Greg and I have been there for each other to one degree or another since 2002 when he joined our rag-tag team of Sports Super Heroes dunking around the country and the world. I was there when he did his first front flip dunk, performed at his first NBA game, performed at his first TX A&M game, delivered his first presentation, first rappelled from the rafters of an arena, first sat foot on China soil, first home, first major break-up, first major injury, family passing, teammate passing, dogs dying, kids smiling, audiences giving standing ovations, clients praising, signing autographs, guiding teammates, providing leadership, competing on TV contests, winning TV contest, winning World Championship and carving out a place for himself as a sought after mascot performer, speaker, emcee, actor, innovator and business partner.
We've created so many memories over the years but almost everything about this important part of his life with Brooke feels detached.
I wasn’t there when they met at the school she teaches at where our team performed. I wasn’t there to notice the sparkle in his eye when they first saw each other before the performance. I wasn’t there when he saw her after the performance as he was driving away and recognized that he could not leave without at least finding out if she too felt what he felt. I wasn’t there to witness the tingling in his gut as he came to the realization that what he’d been missing was possibly standing right in front of him and I wasn’t there to witness as he leapt at the chance to prove his gut right. Not being in Houston much, I wasn’t there to hang out with them or see Greg grow to love Blakely, Brooke’s daughter, or see them grow as a family together and create moments with them.
When Greg and Brooke asked me earlier this year if I would marry them, I knew that it would lead to us working closely to create a memorable experience for them and in the process I'd get to know Brooke and Blakely better. In March it still seemed possible.
Now I won’t be there to participate in today’s culmination of their love ritual that I wasn’t there to witness when it began in 2018. I won’t be there to experience the joy exuding deep from Greg’s Mom’s heart and revealing itself in her eyes, her smile and her spirit. I won’t be there to help usher them into completeness as the officiant of their wedding and this makes me sad.
Greg’s older brother Sean is there for them. He, more than I, has enjoyed a front row seat to Greg’s adventures with lifelong memories to show for it. He recently took an ordination class, got ordained and traveled from Atlanta.
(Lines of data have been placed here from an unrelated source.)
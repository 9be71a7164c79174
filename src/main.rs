use std::{path::PathBuf, process::ExitCode, str::FromStr, time::Duration};

use aiobench::{env_u64, Bench, CacheMode, Error, Options, PollBound, Suite};
use clap::{error::ErrorKind, Parser};
use log::LevelFilter;
use logger::Logger;

/// Time blocking, non-blocking and chunked asynchronous copies of one file
#[derive(Debug, Parser)]
#[command(name = "aiobench", version, about)]
struct Cli {
    /// number of concurrent chunks of the asynchronous copy
    parts: usize,

    /// file to copy, must exist
    #[arg(long, default_value = Options::INPUT)]
    input: PathBuf,

    /// directory receiving the output files
    #[arg(long, default_value = ".")]
    output_dir: PathBuf,

    /// run the matrix overlap suite instead of the plain one
    #[arg(long, conflicts_with = "all")]
    overlap: bool,

    /// run both suites
    #[arg(long)]
    all: bool,

    /// page cache drop before each phase: shell, fadvise or none
    #[arg(long, default_value = "shell")]
    cache: CacheMode,

    /// give up a busy-poll wait after this many failed checks [env: AIOBENCH_SPIN_LIMIT]
    #[arg(long)]
    spin_limit: Option<u64>,

    /// give up a busy-poll wait after this many milliseconds [env: AIOBENCH_TIMEOUT_MS]
    #[arg(long)]
    timeout_ms: Option<u64>,

    /// skip comparing outputs against the input
    #[arg(long)]
    no_verify: bool,

    /// off, error, warn, info, debug or trace
    #[arg(long, default_value = "warn")]
    log_level: String,

    /// also append log lines to this file
    #[arg(long)]
    log_file: Option<PathBuf>,
}

impl Cli {
    fn options(&self) -> Options {
        let mut opt = Options::new(&self.input, self.parts);
        opt.output_dir = self.output_dir.clone();
        opt.suite = if self.all {
            Suite::All
        } else if self.overlap {
            Suite::Overlap
        } else {
            Suite::Plain
        };
        opt.cache = self.cache;
        opt.verify = !self.no_verify;

        let max_spins = self
            .spin_limit
            .or_else(|| env_u64("AIOBENCH_SPIN_LIMIT"))
            .unwrap_or(u64::MAX);
        let timeout = self
            .timeout_ms
            .or_else(|| env_u64("AIOBENCH_TIMEOUT_MS"))
            .map(Duration::from_millis)
            .unwrap_or(PollBound::DEFAULT_TIMEOUT);
        opt.poll = PollBound::new(max_spins, timeout);
        opt
    }
}

fn usage() {
    let bin = std::env::args()
        .next()
        .unwrap_or_else(|| "aiobench".to_string());
    println!("usage:   {bin} <N> [OPTIONS]");
    println!("example: {bin} 4");
}

fn init_log(cli: &Cli) -> Result<(), String> {
    let level = LevelFilter::from_str(&cli.log_level)
        .map_err(|_| format!("unknown log level `{}`", cli.log_level))?;
    let l = Logger::init();
    l.add_console().level(level);
    if let Some(path) = &cli.log_file {
        l.add_file(path, false)
            .map_err(|e| format!("can't open log file {path:?}: {e}"))?;
    }
    Ok(())
}

fn main() -> ExitCode {
    let cli = match Cli::try_parse() {
        Ok(cli) => cli,
        Err(e) if matches!(e.kind(), ErrorKind::DisplayHelp | ErrorKind::DisplayVersion) => {
            e.exit()
        }
        Err(e) => {
            let _ = e.print();
            usage();
            return ExitCode::from(1);
        }
    };

    if let Err(e) = init_log(&cli) {
        eprintln!("{e}");
        return ExitCode::from(1);
    }

    let opt = match cli.options().validate() {
        Ok(opt) => opt,
        Err(Error::NotFound(path)) => {
            let p = path.display();
            println!("input file {p} not found, create one first, for example:");
            println!("dd if=/dev/urandom of={p} bs=1M count=500");
            return ExitCode::from(1);
        }
        Err(e) => {
            eprintln!("{e}");
            usage();
            return ExitCode::from(1);
        }
    };

    let bench = Bench::from_options(opt);
    let mut out = std::io::stdout().lock();
    let code = match bench.run(&mut out) {
        Ok(reports) if reports.iter().all(|r| r.is_ok()) => ExitCode::SUCCESS,
        Ok(_) => {
            log::error!("some outputs are truncated or differ from the input");
            ExitCode::from(2)
        }
        Err(e) => {
            log::error!("benchmark aborted: {e}");
            eprintln!("error: {e}");
            ExitCode::from(1)
        }
    };
    log::logger().flush();
    code
}
use std::{path::Path, time::Instant};

use io::StreamIO;

use super::{open_input, open_output, CopyStats};
use crate::{workload::Compute, Error, Result};

/// read `block_size` bytes at a time from `src` and write them to `dst` until end of file,
/// `work` runs once per block between the read and the write
pub fn blocking_copy<W: Compute + ?Sized>(
    src: &Path,
    dst: &Path,
    block_size: usize,
    work: &mut W,
) -> Result<CopyStats> {
    if block_size == 0 {
        return Err(Error::Invalid("block size must be > 0".into()));
    }
    let mut input = open_input(src, false)?;
    let mut output = open_output(dst)?;
    let mut buf = vec![0u8; block_size];
    let mut stats = CopyStats {
        bytes: 0,
        ops: 0,
        elapsed: Default::default(),
        complete: true,
    };

    let start = Instant::now();
    loop {
        let n = input.read(&mut buf).map_err(|e| Error::io("read", src, e))?;
        stats.ops += 1;
        if n == 0 {
            break;
        }
        work.step();
        output
            .write_all(&buf[..n])
            .map_err(|e| Error::io("write", dst, e))?;
        stats.ops += 1;
        stats.bytes += n as u64;
    }
    stats.elapsed = start.elapsed();

    log::debug!(
        "blocking copy {src:?} => {dst:?}: {} bytes, {} ops",
        stats.bytes,
        stats.ops
    );
    Ok(stats)
}
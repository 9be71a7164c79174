//! Page cache clearing, run before every timed phase so the copy hits the device

use std::{path::Path, process::Command};

use io::StreamIO;

use crate::{utils::options::CacheMode, Error, Result};

/// clears cached pages before a phase, implementations may need privileges and may fail, the
/// caller decides whether a failure matters
pub trait CacheDropper {
    fn name(&self) -> &'static str;

    fn drop_caches(&self, input: &Path) -> Result<()>;
}

/// flush dirty pages and drop the whole page cache through a shell, global and privileged
pub struct ShellDrop {
    command: String,
}

impl ShellDrop {
    pub const DROP_CACHES: &'static str =
        "sync; echo 3 | sudo tee /proc/sys/vm/drop_caches > /dev/null";

    pub fn new() -> Self {
        Self::with_command(Self::DROP_CACHES)
    }

    pub fn with_command<S: Into<String>>(command: S) -> Self {
        Self {
            command: command.into(),
        }
    }
}

impl Default for ShellDrop {
    fn default() -> Self {
        Self::new()
    }
}

impl CacheDropper for ShellDrop {
    fn name(&self) -> &'static str {
        "shell"
    }

    fn drop_caches(&self, _input: &Path) -> Result<()> {
        let status = Command::new("sh")
            .arg("-c")
            .arg(&self.command)
            .status()
            .map_err(|e| Error::io("spawn", Path::new("sh"), e))?;
        if !status.success() {
            return Err(Error::Failed(format!("`{}` exited with {status}", self.command)));
        }
        Ok(())
    }
}

/// evict only the input file's pages, no privilege needed
#[cfg(target_os = "linux")]
pub struct FadviseDrop;

#[cfg(target_os = "linux")]
impl CacheDropper for FadviseDrop {
    fn name(&self) -> &'static str {
        "fadvise"
    }

    fn drop_caches(&self, input: &Path) -> Result<()> {
        // dirty pages survive DONTNEED, flush them first
        let mut f = io::File::options()
            .read(true)
            .open(input)
            .map_err(|e| Error::io("open", input, e))?;
        f.sync().map_err(|e| Error::io("sync", input, e))?;
        f.fadvise_dontneed()
            .map_err(|e| Error::io("fadvise", input, e))
    }
}

pub struct NoDrop;

impl CacheDropper for NoDrop {
    fn name(&self) -> &'static str {
        "none"
    }

    fn drop_caches(&self, _input: &Path) -> Result<()> {
        Ok(())
    }
}

pub fn dropper(mode: CacheMode) -> Box<dyn CacheDropper> {
    match mode {
        CacheMode::Shell => Box::new(ShellDrop::new()),
        #[cfg(target_os = "linux")]
        CacheMode::Fadvise => Box::new(FadviseDrop),
        #[cfg(not(target_os = "linux"))]
        CacheMode::Fadvise => {
            log::warn!("fadvise cache drop is linux only, skip");
            Box::new(NoDrop)
        }
        CacheMode::None => Box::new(NoDrop),
    }
}
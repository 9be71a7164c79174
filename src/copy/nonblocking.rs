use std::{io::ErrorKind, path::Path, time::Instant};

use io::StreamIO;

use super::{open_input, open_output, CopyStats};
use crate::{utils::spin::PollBound, Error, Result};

/// same shape as [`super::blocking_copy`] but the source is opened `O_NONBLOCK` and a
/// would-block read is retried in a busy loop bounded by `bound`
///
/// a read error other than would-block ends the loop, the output is then truncated and the
/// returned stats are marked incomplete
pub fn nonblocking_copy(
    src: &Path,
    dst: &Path,
    block_size: usize,
    bound: PollBound,
) -> Result<CopyStats> {
    if block_size == 0 {
        return Err(Error::Invalid("block size must be > 0".into()));
    }
    let mut input = open_input(src, true)?;
    let mut output = open_output(dst)?;
    let mut buf = vec![0u8; block_size];
    let mut stats = CopyStats {
        bytes: 0,
        ops: 0,
        elapsed: Default::default(),
        complete: true,
    };
    let mut would_block = 0u64;

    let start = Instant::now();
    'copy: loop {
        let mut spinner = bound.spinner("non-blocking read");
        let n = loop {
            stats.ops += 1;
            match input.read(&mut buf) {
                Ok(n) => break n,
                Err(e) if e.kind() == ErrorKind::WouldBlock => {
                    would_block += 1;
                    spinner.spin()?;
                }
                Err(e) => {
                    log::error!("read {src:?}: {e}, stop at {} bytes", stats.bytes);
                    stats.complete = false;
                    break 'copy;
                }
            }
        };
        if n == 0 {
            break;
        }
        output
            .write_all(&buf[..n])
            .map_err(|e| Error::io("write", dst, e))?;
        stats.ops += 1;
        stats.bytes += n as u64;
    }
    stats.elapsed = start.elapsed();

    log::debug!(
        "non-blocking copy {src:?} => {dst:?}: {} bytes, {} ops, {would_block} would-block",
        stats.bytes,
        stats.ops
    );
    Ok(stats)
}
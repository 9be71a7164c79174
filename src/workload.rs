//! Synthetic CPU load interleaved with the copy loops

use std::hint::black_box;

use rand::{rngs::ThreadRng, Rng};

/// a unit of CPU work run once per iteration of a copy loop
pub trait Compute {
    fn step(&mut self);

    /// steps executed so far
    fn steps(&self) -> u64;
}

/// no work, the plain phases use it
#[derive(Default)]
pub struct Idle {
    steps: u64,
}

impl Compute for Idle {
    fn step(&mut self) {
        self.steps += 1;
    }

    fn steps(&self) -> u64 {
        self.steps
    }
}

/// dense square integer matrix multiplication, operands are refilled with random digits on
/// every step and the product is discarded
pub struct MatrixMul {
    size: usize,
    a: Vec<i32>,
    b: Vec<i32>,
    c: Vec<i32>,
    rng: ThreadRng,
    steps: u64,
}

impl MatrixMul {
    pub fn new(size: usize) -> Self {
        let n = size * size;
        Self {
            size,
            a: vec![0; n],
            b: vec![0; n],
            c: vec![0; n],
            rng: rand::thread_rng(),
            steps: 0,
        }
    }

    fn fill(&mut self) {
        for (x, y) in self.a.iter_mut().zip(self.b.iter_mut()) {
            *x = self.rng.gen_range(0..10);
            *y = self.rng.gen_range(0..10);
        }
        self.c.fill(0);
    }

    fn multiply(&mut self) {
        let n = self.size;
        for i in 0..n {
            for j in 0..n {
                let mut sum = 0;
                for k in 0..n {
                    sum += self.a[i * n + k] * self.b[k * n + j];
                }
                self.c[i * n + j] = sum;
            }
        }
    }
}

impl Compute for MatrixMul {
    fn step(&mut self) {
        self.fill();
        self.multiply();
        // keep the product alive so the work is not optimized out
        black_box(&self.c);
        self.steps += 1;
    }

    fn steps(&self) -> u64 {
        self.steps
    }
}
Today, he will guide them into marriage. That makes me glad.
Greg & Brooke’s hearts have been gravitating toward each other since probably the beginning of time. As soul mates, this wedding is more of a formality for them but Greg’s Mom, she has been LONGING for this moment and what greater joy will she experience than to have her oldest son conduct her youngest son’s ascent into lovely matrimony.
To Greg, Brooke and Blakely may your love continue to nourish your souls into eternity!